Lasers capable of properly applying electromagnetic energy to the zonula are well known in the field and include lasers having operating parameters of five μJ, 1 kHz, 500 fs, and 1.06 μm and 5 μJ, 1 kHz, 150 fs, and 775 nm. With either such laser, the laser beam can be focused through a lens, such as a 0.5 NA aspheric lens corrective for wave front flatness, such as described in “High Precision Subsurface Photodisruption in Human Sclera,” authored by Sacks et al. and published in Journal of Biomedical Optics, July 2002. Both such lasers can be used as described in the Sacks article to impart fentosecond pulses to the zonula.

In FIG. 3, the anterior zonular apparatus is depicted in detail. The lens L is suspended in a sac or capsule via the anterior zonules AZ, which converge at the zonular plexis P (sometimes also called the zonular fork). Posteriorly of the zonular plexis P, the posterior zonular fibers PPZ extend as suspensory ligament in the area of the pars plana, wherein T designates the tension fiber system in the area of the ciliary valleys. Also denoted in FIG. 3 are the iris I, cornea C, Schlemm canal SC and the ciliary muscle CM.

At the zonular plexis P, the zonular apparatus is connected to the ciliary process or the ciliary valleys via the tension fiber system T, and is therefore fixed to the ciliary body.

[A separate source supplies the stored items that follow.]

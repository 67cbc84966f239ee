//! Transport-facing adapters.
//!
//! During a request the transport talks to a buffer through three callbacks:
//!
//! - **header**: one raw response header line at a time;
//! - **write**: response body bytes as they arrive;
//! - **read**: request body bytes as the transport needs them.
//!
//! Each callback returns the number of bytes it consumed or produced. A
//! header or write callback that consumes fewer bytes than offered makes the
//! transport abort the request.
//!
//! The default behaviour decodes headers into [`ResponseInfo`](crate::ResponseInfo)
//! and the metadata list, appends response bytes, and serves request bytes
//! with [`IoBuf::read_line`]. Callers may install their own closures, e.g. to
//! stream a request body from another thread; overrides survive
//! [`IoBuf::reset`].

use tracing::warn;

use crate::buffer::IoBuf;
use crate::response::decode_header_line;

/// Custom handler for response header lines.
pub type HeaderAdapter<'a> = Box<dyn FnMut(&mut IoBuf<'a>, &[u8]) -> usize + Send + 'a>;

/// Custom handler for response body bytes.
pub type WriteAdapter<'a> = Box<dyn FnMut(&mut IoBuf<'a>, &[u8]) -> usize + Send + 'a>;

/// Custom producer of request body bytes.
pub type ReadAdapter<'a> = Box<dyn FnMut(&mut IoBuf<'a>, &mut [u8]) -> usize + Send + 'a>;

impl<'a> IoBuf<'a> {
    /// Install a custom header handler.
    pub fn set_header_adapter<F>(&mut self, f: F)
    where
        F: FnMut(&mut IoBuf<'a>, &[u8]) -> usize + Send + 'a,
    {
        self.header_adapter = Some(Box::new(f));
    }

    /// Install a custom response-body handler.
    pub fn set_write_adapter<F>(&mut self, f: F)
    where
        F: FnMut(&mut IoBuf<'a>, &[u8]) -> usize + Send + 'a,
    {
        self.write_adapter = Some(Box::new(f));
    }

    /// Install a custom request-body producer.
    pub fn set_read_adapter<F>(&mut self, f: F)
    where
        F: FnMut(&mut IoBuf<'a>, &mut [u8]) -> usize + Send + 'a,
    {
        self.read_adapter = Some(Box::new(f));
    }

    /// Remove all adapter overrides.
    pub fn clear_adapters(&mut self) {
        self.header_adapter = None;
        self.write_adapter = None;
        self.read_adapter = None;
    }

    /// Whether a custom read adapter is installed.
    #[must_use]
    pub fn has_read_adapter(&self) -> bool {
        self.read_adapter.is_some()
    }

    /// Feed one response header line through the installed or default handler.
    pub fn on_header(&mut self, line: &[u8]) -> usize {
        match self.header_adapter.take() {
            Some(mut f) => {
                let n = f(self, line);
                if self.header_adapter.is_none() {
                    self.header_adapter = Some(f);
                }
                n
            }
            None => self.default_header(line),
        }
    }

    /// Feed response body bytes through the installed or default handler.
    pub fn on_write(&mut self, data: &[u8]) -> usize {
        match self.write_adapter.take() {
            Some(mut f) => {
                let n = f(self, data);
                if self.write_adapter.is_none() {
                    self.write_adapter = Some(f);
                }
                n
            }
            None => self.default_write(data),
        }
    }

    /// Pull request body bytes through the installed or default handler.
    pub fn on_read(&mut self, dst: &mut [u8]) -> usize {
        match self.read_adapter.take() {
            Some(mut f) => {
                let n = f(self, dst);
                if self.read_adapter.is_none() {
                    self.read_adapter = Some(f);
                }
                n
            }
            None => self.default_read(dst),
        }
    }

    /// Default header handling: decode status, `ETag`, `Last-Modified`,
    /// `Content-Length` and `x-amz-meta-*` into this buffer.
    pub fn default_header(&mut self, line: &[u8]) -> usize {
        let (response, metadata) = self.response_and_metadata_mut();
        decode_header_line(response, metadata, line)
    }

    /// Default body handling: append the bytes. Returns `0` when the bytes
    /// could not be stored, which aborts the transfer.
    pub fn default_write(&mut self, data: &[u8]) -> usize {
        match self.append(data) {
            Ok(()) => data.len(),
            Err(e) => {
                warn!(error = %e, len = data.len(), "failed to store response bytes");
                0
            }
        }
    }

    /// Default request-body production: serve the next line of buffered data.
    pub fn default_read(&mut self, dst: &mut [u8]) -> usize {
        self.read_line(dst)
    }
}
//! Bucket-level helpers.
//!
//! Each helper selects the bucket on the context (the selection persists
//! afterwards) and issues the object operation against the empty key.

use ruststack_client_core::ClientResult;
use ruststack_iobuf::IoBuf;

use crate::client::S3Client;

impl S3Client<'_> {
    /// Create `bucket` with an empty PUT.
    pub fn create_bucket(&mut self, buf: &mut IoBuf<'_>, bucket: &str) -> ClientResult<()> {
        self.context().set_bucket(Some(bucket));
        self.put(buf, "")
    }

    /// Delete `bucket`.
    pub fn delete_bucket(&mut self, buf: &mut IoBuf<'_>, bucket: &str) -> ClientResult<()> {
        self.context().set_bucket(Some(bucket));
        self.delete(buf, "")
    }

    /// HEAD `bucket`; the status code tells whether it exists.
    pub fn stat_bucket(&mut self, buf: &mut IoBuf<'_>, bucket: &str) -> ClientResult<()> {
        self.context().set_bucket(Some(bucket));
        self.head(buf, "")
    }

    /// HEAD `object` in `bucket`.
    pub fn stat_object(
        &mut self,
        buf: &mut IoBuf<'_>,
        bucket: &str,
        object: &str,
    ) -> ClientResult<()> {
        self.context().set_bucket(Some(bucket));
        self.head(buf, object)
    }
}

In the invention, the electromagnetic radiation can be directed to sever some of the zonular fibers AZ between the ciliary body and the crystalline lens. Alternatively, the electromagnetic radiation can be directed to cut zonular fibers T between the insertion at the pars plana and the ciliary process. In a third alternative, electromagnetic radiation can be directed to weaken the zonular tendon PPZ which rests against the inner sides of the sclera behind the ciliary processes.

Having thus described the invention, it should be apparent that numerous structural modifications and adaptations may be resorted to without departing from the scope and fair meaning of the instant invention as set forth hereinabove and as described hereinbelow by the claims.